Aim of the exercise - Down to the final line, return the records unchanged.

Provided data -
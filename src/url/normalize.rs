use crate::UrlError;
use url::Url;

/// Query keys that never change the document served
const TRACKING_KEYS: &[&str] = &["fbclid", "gclid", "msclkid", "mc_eid", "mc_cid", "_ga"];

/// Normalizes a URL so that equivalent links map to one visited-set key
///
/// Two spellings of the same documentation page normalize to the same URL:
///
/// - the scheme must be `http` or `https` and is kept as given
/// - the host is lowercased (the `url` parser does this for http schemes)
/// - `.`/`..` segments and repeated slashes are collapsed
/// - a trailing slash is dropped, except on the root path
/// - the fragment is dropped
/// - tracking keys (`utm_*`, click ids) are dropped and the remaining query
///   pairs are sorted by key; an empty query is removed entirely
///
/// # Examples
///
/// ```
/// use apidoc_harvester::url::normalize_url;
///
/// let url = normalize_url("https://DOCS.EXAMPLE.COM/reference/#users").unwrap();
/// assert_eq!(url.as_str(), "https://docs.example.com/reference");
/// ```
pub fn normalize_url(url_str: &str) -> Result<Url, UrlError> {
    let mut url = Url::parse(url_str.trim()).map_err(|e| UrlError::Parse(e.to_string()))?;

    match url.scheme() {
        "http" | "https" => {}
        other => {
            return Err(UrlError::InvalidScheme(format!(
                "expected http or https, got {}",
                other
            )))
        }
    }

    let host = url
        .host_str()
        .filter(|h| !h.is_empty())
        .ok_or(UrlError::MissingDomain)?
        .to_ascii_lowercase();
    if url.host_str() != Some(host.as_str()) {
        url.set_host(Some(&host))
            .map_err(|e| UrlError::Malformed(format!("bad host {}: {}", host, e)))?;
    }

    let path = collapse_path(url.path());
    url.set_path(&path);
    url.set_fragment(None);
    canonicalize_query(&mut url);

    Ok(url)
}

/// Collapses dot segments and empty segments; never returns an empty path
fn collapse_path(path: &str) -> String {
    let segments = path
        .split('/')
        .fold(Vec::<&str>::new(), |mut kept, segment| {
            match segment {
                "" | "." => {}
                ".." => {
                    kept.pop();
                }
                s => kept.push(s),
            }
            kept
        });

    format!("/{}", segments.join("/"))
}

fn canonicalize_query(url: &mut Url) {
    if url.query().is_none() {
        return;
    }

    let mut pairs: Vec<(String, String)> = url
        .query_pairs()
        .filter(|(key, _)| !is_tracking_key(key))
        .map(|(k, v)| (k.into_owned(), v.into_owned()))
        .collect();

    if pairs.is_empty() {
        url.set_query(None);
        return;
    }

    // Stable: repeated keys keep their relative order
    pairs.sort_by(|a, b| a.0.cmp(&b.0));
    url.query_pairs_mut().clear().extend_pairs(pairs);
}

fn is_tracking_key(key: &str) -> bool {
    key.starts_with("utm_") || TRACKING_KEYS.contains(&key)
}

Answer to this exercise -
filename src/url/normalize.rs
use crate::UrlError;
use url::Url;

/// Query keys that never change the document served
const TRACKING_KEYS: &[&str] = &["fbclid", "gclid", "msclkid", "mc_eid", "mc_cid", "_ga"];

/// Normalizes a URL so that equivalent links map to one visited-set key
///
/// Two spellings of the same documentation page normalize to the same URL:
///
/// - the scheme must be `http` or `https` and is kept as given
/// - the host is lowercased (the `url` parser does this for http schemes)
/// - `.`/`..` segments and repeated slashes are collapsed
/// - a trailing slash is dropped, except on the root path
/// - the fragment is dropped
/// - tracking keys (`utm_*`, click ids) are dropped and the remaining query
///   pairs are sorted by key; an empty query is removed entirely
///
/// # Examples
///
/// ```
/// use apidoc_harvester::url::normalize_url;
///
/// let url = normalize_url("https://DOCS.EXAMPLE.COM/reference/#users").unwrap();
/// assert_eq!(url.as_str(), "https://docs.example.com/reference");
/// ```
pub fn normalize_url(url_str: &str) -> Result<Url, UrlError> {
    let mut url = Url::parse(url_str.trim()).map_err(|e| UrlError::Parse(e.to_string()))?;

    match url.scheme() {
        "http" | "https" => {}
        other => {
            return Err(UrlError::InvalidScheme(format!(
                "expected http or https, got {}",
                other
            )))
        }
    }

    let host = url
        .host_str()
        .filter(|h| !h.is_empty())
        .ok_or(UrlError::MissingDomain)?
        .to_ascii_lowercase();
    if url.host_str() != Some(host.as_str()) {
        url.set_host(Some(&host))
            .map_err(|e| UrlError::Malformed(format!("bad host {}: {}", host, e)))?;
    }

    let path = collapse_path(url.path());
    url.set_path(&path);
    url.set_fragment(None);
    canonicalize_query(&mut url);

    Ok(url)
}

/// Collapses dot segments and empty segments; never returns an empty path
fn collapse_path(path: &str) -> String {
    let segments = path
        .split('/')
        .fold(Vec::<&str>::new(), |mut kept, segment| {
            match segment {
                "" | "." => {}
                ".." => {
                    kept.pop();
                }
                s => kept.push(s),
            }
            kept
        });

    format!("/{}", segments.join("/"))
}

fn canonicalize_query(url: &mut Url) {
    if url.query().is_none() {
        return;
    }

    let mut pairs: Vec<(String, String)> = url
        .query_pairs()
        .filter(|(key, _)| !is_tracking_key(key))
        .map(|(k, v)| (k.into_owned(), v.into_owned()))
        .collect();

    if pairs.is_empty() {
        url.set_query(None);
        return;
    }

    // Stable: repeated keys keep their relative order
    pairs.sort_by(|a, b| a.0.cmp(&b.0));
    url.query_pairs_mut().clear().extend_pairs(pairs);
}

fn is_tracking_key(key: &str) -> bool {
    key.starts_with("utm_") || TRACKING_KEYS.contains(&key)
}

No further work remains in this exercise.